Transcatheter Aortic Valve Replacement Versus Surgical Aortic Valve Replacement: How Would You Manage This Patient With Severe Aortic Stenosis? : Grand Rounds Discussion From Beth Israel Deaconess Medical Center.

机构信息

Beth Israel Deaconess Medical Center, Boston, Massachusetts (E.E.R., H.L.).

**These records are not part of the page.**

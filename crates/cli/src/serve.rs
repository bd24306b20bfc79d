use std::sync::Arc;

use console::style;
use shardcast_stream::{LogError, MemoryLog, ServerOptions, start_server};
use tracing::{info, warn};
use tracing_subscriber::EnvFilter;

use crate::{Context, manifest::ManifestError};

#[derive(Debug, Clone, PartialEq, clap::Args)]
pub struct ServeCommand {
    /// Host to bind to (overrides the manifest)
    #[arg(long, env = "SHARDCAST_HOST")]
    pub host: Option<String>,

    /// Port to run the server on (overrides the manifest)
    #[arg(long, short = 'p', env = "SHARDCAST_PORT")]
    pub port: Option<u16>,
}

#[derive(Debug, thiserror::Error)]
pub enum ServeError {
    #[error(transparent)]
    Manifest(#[from] ManifestError),
    #[error("Failed to create stream {name}: {source}")]
    CreateStream { name: String, source: LogError },
    #[error("Server error: {0}")]
    Io(#[from] std::io::Error),
}

impl ServeCommand {
    pub async fn execute(&self, ctx: &Context) -> Result<(), ServeError> {
        ctx.manifest.validate()?;
        let options = self.server_options(ctx);
        let log = build_log(ctx)?;

        println!();
        println!("{}", style("Shardcast").green());
        println!("{}", style("Starting event stream server").dim());
        println!();

        if ctx.manifest.streams.is_empty() {
            eprintln!(
                "{} No streams declared in the manifest, every read will return 404",
                style("Warning:").yellow()
            );
        }
        for (name, stream) in &ctx.manifest.streams {
            println!(
                "{} {} {}",
                style("Stream").dim(),
                name,
                style(format!("({} shards)", stream.shards)).dim()
            );
        }
        println!();

        let base = format!("http://{}:{}", options.host, options.port);
        println!("{}", style("Endpoints").dim());
        println!("  GET  {}/event-types/{{name}}/events", base);
        println!("  POST {}/event-types/{{name}}/events", base);
        println!("  GET  {}/event-types/{{name}}/partitions", base);
        println!("  GET  {}/health", base);
        println!();
        println!("{}", style("Press Ctrl+C to stop").dim());
        println!();

        init_tracing(&ctx.manifest.log_level);

        start_server(log, options, shutdown_signal()).await?;
        info!("Server stopped");
        Ok(())
    }

    fn server_options(&self, ctx: &Context) -> ServerOptions {
        let mut options = ctx.manifest.server_options();
        if let Some(host) = &self.host {
            options.host = host.clone();
        }
        if let Some(port) = self.port {
            options.port = port;
        }
        options
    }
}

/// Create the in-memory log with every stream the manifest declares.
fn build_log(ctx: &Context) -> Result<Arc<MemoryLog>, ServeError> {
    let log = MemoryLog::new(ctx.manifest.log.to_options());
    for (name, stream) in &ctx.manifest.streams {
        log.create_stream(name, stream.shards)
            .map_err(|source| ServeError::CreateStream {
                name: name.clone(),
                source,
            })?;
    }
    Ok(log)
}

/// RUST_LOG wins over the manifest's log_level.
fn init_tracing(default_level: &str) {
    let filter =
        EnvFilter::try_from_default_env().unwrap_or_else(|_| EnvFilter::new(default_level));
    tracing_subscriber::fmt()
        .with_env_filter(filter)
        .with_writer(std::io::stderr)
        .init();
}

async fn shutdown_signal() {
    if let Err(e) = tokio::signal::ctrl_c().await {
        warn!("Failed to listen for Ctrl+C: {}", e);
        std::future::pending::<()>().await;
    }
}
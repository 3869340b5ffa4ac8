//! Typed client over a [`KvBackend`]
//!
//! [`KvClient`] is a cheap, cloneable handle that turns raw [`Reply`] values
//! into the Rust types callers want. [`Pipeline`] collects commands and ships
//! them to the backend as one atomic batch.

use std::sync::Arc;
use std::time::Duration;
use velostore_core::{Command, KvBackend, Reply, ScoreBound, VeloResult};

/// Handle to one store partition
#[derive(Clone)]
pub struct KvClient {
    backend: Arc<dyn KvBackend>,
}

impl std::fmt::Debug for KvClient {
    fn fmt(&self, f: &mut std::fmt::Formatter<'_>) -> std::fmt::Result {
        f.debug_struct("KvClient")
            .field("backend", &self.backend.name())
            .finish()
    }
}

impl KvClient {
    /// Wrap a backend
    pub fn new(backend: Arc<dyn KvBackend>) -> Self {
        Self { backend }
    }

    /// Underlying backend
    pub fn backend(&self) -> &Arc<dyn KvBackend> {
        &self.backend
    }

    /// Execute a raw command
    pub fn execute(&self, command: Command) -> VeloResult<Reply> {
        self.backend.execute(command)
    }

    /// Start an empty pipeline bound to this client
    pub fn pipeline(&self) -> Pipeline {
        Pipeline::new()
    }

    /// GET
    pub fn get(&self, key: &str) -> VeloResult<Option<String>> {
        self.execute(Command::Get { key: key.to_string() })?
            .into_opt_text()
    }

    /// SET without lease
    pub fn set(&self, key: &str, value: impl Into<String>) -> VeloResult<()> {
        self.execute(Command::Set {
            key: key.to_string(),
            value: value.into(),
            ttl: None,
            only_if_absent: false,
        })?;
        Ok(())
    }

    /// SET NX with a lease; true when the key was claimed
    pub fn set_nx_with_ttl(
        &self,
        key: &str,
        value: impl Into<String>,
        ttl: Duration,
    ) -> VeloResult<bool> {
        self.execute(Command::Set {
            key: key.to_string(),
            value: value.into(),
            ttl: Some(ttl),
            only_if_absent: true,
        })?
        .into_bool()
    }

    /// MGET; positions of missing keys are `None`
    pub fn mget(&self, keys: &[String]) -> VeloResult<Vec<Option<String>>> {
        if keys.is_empty() {
            return Ok(Vec::new());
        }
        self.execute(Command::MGet {
            keys: keys.to_vec(),
        })?
        .into_opt_texts()
    }

    /// DEL; returns the number of keys removed
    pub fn del(&self, keys: &[String]) -> VeloResult<i64> {
        if keys.is_empty() {
            return Ok(0);
        }
        self.execute(Command::Del {
            keys: keys.to_vec(),
        })?
        .into_int()
    }

    /// EXISTS
    pub fn exists(&self, key: &str) -> VeloResult<bool> {
        self.execute(Command::Exists { key: key.to_string() })?
            .into_bool()
    }

    /// DECR
    pub fn decr(&self, key: &str) -> VeloResult<i64> {
        self.execute(Command::Decr { key: key.to_string() })?
            .into_int()
    }

    /// HGET
    pub fn hget(&self, key: &str, field: &str) -> VeloResult<Option<String>> {
        self.execute(Command::HGet {
            key: key.to_string(),
            field: field.to_string(),
        })?
        .into_opt_text()
    }

    /// SMEMBERS
    pub fn smembers(&self, key: &str) -> VeloResult<Vec<String>> {
        self.execute(Command::SMembers { key: key.to_string() })?
            .into_texts()
    }

    /// SINTER
    pub fn sinter(&self, keys: &[String]) -> VeloResult<Vec<String>> {
        if keys.is_empty() {
            return Ok(Vec::new());
        }
        self.execute(Command::SInter {
            keys: keys.to_vec(),
        })?
        .into_texts()
    }

    /// ZRANGE 0 -1
    pub fn zrange(&self, key: &str) -> VeloResult<Vec<String>> {
        self.execute(Command::ZRange { key: key.to_string() })?
            .into_texts()
    }

    /// ZRANGEBYSCORE
    pub fn zrange_by_score(
        &self,
        key: &str,
        min: ScoreBound,
        max: ScoreBound,
    ) -> VeloResult<Vec<String>> {
        self.execute(Command::ZRangeByScore {
            key: key.to_string(),
            min,
            max,
        })?
        .into_texts()
    }

    /// ZCARD
    pub fn zcard(&self, key: &str) -> VeloResult<i64> {
        self.execute(Command::ZCard { key: key.to_string() })?
            .into_int()
    }

    /// RPUSH; returns the new list length
    pub fn rpush(&self, key: &str, value: impl Into<String>) -> VeloResult<i64> {
        self.execute(Command::RPush {
            key: key.to_string(),
            value: value.into(),
        })?
        .into_int()
    }

    /// LRANGE 0 -1
    pub fn lrange(&self, key: &str) -> VeloResult<Vec<String>> {
        self.execute(Command::LRange { key: key.to_string() })?
            .into_texts()
    }

    /// KEYS prefix*
    pub fn keys(&self, prefix: &str) -> VeloResult<Vec<String>> {
        self.execute(Command::Keys {
            prefix: prefix.to_string(),
        })?
        .into_texts()
    }

    /// Delete `key` only if it holds `expected`; true when deleted
    pub fn compare_and_delete(&self, key: &str, expected: &str) -> VeloResult<bool> {
        self.execute(Command::CompareAndDelete {
            key: key.to_string(),
            expected: expected.to_string(),
        })?
        .into_bool()
    }
}

/// Ordered batch of write commands
#[derive(Debug, Default, Clone)]
pub struct Pipeline {
    commands: Vec<Command>,
}

impl Pipeline {
    /// Empty pipeline
    pub fn new() -> Self {
        Self::default()
    }

    /// Append any command
    pub fn push(&mut self, command: Command) -> &mut Self {
        self.commands.push(command);
        self
    }

    /// Queue SET
    pub fn set(&mut self, key: impl Into<String>, value: impl Into<String>) -> &mut Self {
        self.push(Command::Set {
            key: key.into(),
            value: value.into(),
            ttl: None,
            only_if_absent: false,
        })
    }

    /// Queue DEL of one key
    pub fn del(&mut self, key: impl Into<String>) -> &mut Self {
        self.push(Command::Del {
            keys: vec![key.into()],
        })
    }

    /// Queue HSET
    pub fn hset(
        &mut self,
        key: impl Into<String>,
        field: impl Into<String>,
        value: impl Into<String>,
    ) -> &mut Self {
        self.push(Command::HSet {
            key: key.into(),
            field: field.into(),
            value: value.into(),
        })
    }

    /// Queue HDEL
    pub fn hdel(&mut self, key: impl Into<String>, field: impl Into<String>) -> &mut Self {
        self.push(Command::HDel {
            key: key.into(),
            field: field.into(),
        })
    }

    /// Queue SADD
    pub fn sadd(&mut self, key: impl Into<String>, member: impl Into<String>) -> &mut Self {
        self.push(Command::SAdd {
            key: key.into(),
            member: member.into(),
        })
    }

    /// Queue SREM
    pub fn srem(&mut self, key: impl Into<String>, member: impl Into<String>) -> &mut Self {
        self.push(Command::SRem {
            key: key.into(),
            member: member.into(),
        })
    }

    /// Queue ZADD
    pub fn zadd(
        &mut self,
        key: impl Into<String>,
        score: i64,
        member: impl Into<String>,
    ) -> &mut Self {
        self.push(Command::ZAdd {
            key: key.into(),
            score,
            member: member.into(),
        })
    }

    /// Queue ZREM
    pub fn zrem(&mut self, key: impl Into<String>, member: impl Into<String>) -> &mut Self {
        self.push(Command::ZRem {
            key: key.into(),
            member: member.into(),
        })
    }

    /// Queue RPUSH
    pub fn rpush(&mut self, key: impl Into<String>, value: impl Into<String>) -> &mut Self {
        self.push(Command::RPush {
            key: key.into(),
            value: value.into(),
        })
    }

    /// Append every command of another pipeline
    pub fn extend(&mut self, other: Pipeline) -> &mut Self {
        self.commands.extend(other.commands);
        self
    }

    /// Number of queued commands
    pub fn len(&self) -> usize {
        self.commands.len()
    }

    /// Whether nothing is queued
    pub fn is_empty(&self) -> bool {
        self.commands.is_empty()
    }

    /// Queued commands, in order
    pub fn commands(&self) -> &[Command] {
        &self.commands
    }

    /// Send the batch; an empty pipeline never reaches the backend
    pub fn execute(self, client: &KvClient) -> VeloResult<Vec<Reply>> {
        if self.commands.is_empty() {
            return Ok(Vec::new());
        }
        client.backend.execute_batch(self.commands)
    }
}
//! Expiry index for leased keys
//!
//! Maps expiry timestamp → set of store keys using a BTreeMap, so a sweep
//! only touches keys that are actually due instead of the whole keyspace.
//! Entries may be stale (the key was overwritten or deleted since); the
//! sweeper re-checks the live entry before removing anything.

use rustc_hash::FxHashSet;
use std::collections::BTreeMap;
use velostore_core::Timestamp;

/// Expiry index: expires_at → keys
#[derive(Debug, Default)]
pub struct ExpiryIndex {
    index: BTreeMap<Timestamp, FxHashSet<String>>,
}

impl ExpiryIndex {
    /// Create a new empty index
    pub fn new() -> Self {
        Self {
            index: BTreeMap::new(),
        }
    }

    /// Record that `key` expires at `expires_at`
    pub fn insert(&mut self, expires_at: Timestamp, key: String) {
        self.index.entry(expires_at).or_default().insert(key);
    }

    /// Forget a previously recorded expiry
    pub fn remove(&mut self, expires_at: Timestamp, key: &str) {
        if let Some(keys) = self.index.get_mut(&expires_at) {
            keys.remove(key);
            if keys.is_empty() {
                self.index.remove(&expires_at);
            }
        }
    }

    /// Remove and return every key due at or before `now`
    pub fn drain_due(&mut self, now: Timestamp) -> Vec<(Timestamp, String)> {
        let due: Vec<Timestamp> = self.index.range(..=now).map(|(ts, _)| *ts).collect();
        let mut out = Vec::new();
        for ts in due {
            if let Some(keys) = self.index.remove(&ts) {
                out.extend(keys.into_iter().map(|k| (ts, k)));
            }
        }
        out
    }

    /// Total number of indexed keys
    pub fn len(&self) -> usize {
        self.index.values().map(|keys| keys.len()).sum()
    }

    /// Check if the index is empty
    pub fn is_empty(&self) -> bool {
        self.index.is_empty()
    }
}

Lahey Hospital & Medical Center, Burlington, Massachusetts (S.J.B.).

出版信息

Ann Intern Med. 2021 Apr;174(4):521-528. doi: 10.7326/M21-0724. Epub 2021 Apr 13.

Abstract

Aortic stenosis (AS) is common, especially among the elderly. Left untreated, severe symptomatic AS is typically fatal. Surgical aortic valve replacement (SAVR) was the standard of care until transcatheter aortic valve replacement (TAVR) was shown to have lower mortality rates in patients at the highest surgical risk and was recommended for this group in the 2014 American Heart Association/American College of Cardiology (AHA/ACC) guidelines. In the 2017 AHA/ACC focused update, evidence of benefit and noninferiority extended the use of TAVR to intermediate-risk patients. More recent studies suggest potential benefit to low-risk patients, although no published guidelines yet recommend the use of TAVR for this population. An advantage of SAVR is a 30-year experience with valve durability, but SAVR may have higher rates of perioperative death and a slower return of quality of life. Although TAVR has less than 10-year experience with valve durability, it has lower or noninferior primary end points, such as mortality and stroke, and fewer periprocedural complications among anatomically permissive patients. Here, a cardiologist and a cardiothoracic surgeon debate the risks and benefits of TAVR versus SAVR for a patient with severe symptomatic AS who is at low risk for surgical death.

摘要

主动脉瓣狭窄(AS)很常见,尤其是在老年人中。未经治疗,严重症状性 AS 通常是致命的。外科主动脉瓣置换术(SAVR)是标准的治疗方法,直到经导管主动脉瓣置换术(TAVR)在手术风险最高的患者中显示出较低的死亡率,并在 2014 年美国心脏协会/美国心脏病学会(AHA/ACC)指南中推荐用于该组患者。在 2017 年 AHA/ACC 重点更新中,获益和非劣效性的证据将 TAVR 的使用扩展到了中危风险患者。最近的研究表明,低危患者可能有潜在获益,尽管尚未有任何发布的指南推荐将 TAVR 用于这一人群。SAVR 的一个优势是具有 30 年的瓣膜耐久性经验,但 SAVR 可能有更高的围手术期死亡率和更慢的生活质量恢复。尽管 TAVR 在瓣膜耐久性方面的经验不足 10 年,但在解剖学上允许的患者中,其主要终点(如死亡率和中风)的风险较低或非劣效,围手术期并发症也较少。在这里,一位心脏病专家和一位心胸外科医生就 TAVR 与 SAVR 治疗低手术死亡风险的严重症状性 AS 患者的风险和益处进行了辩论。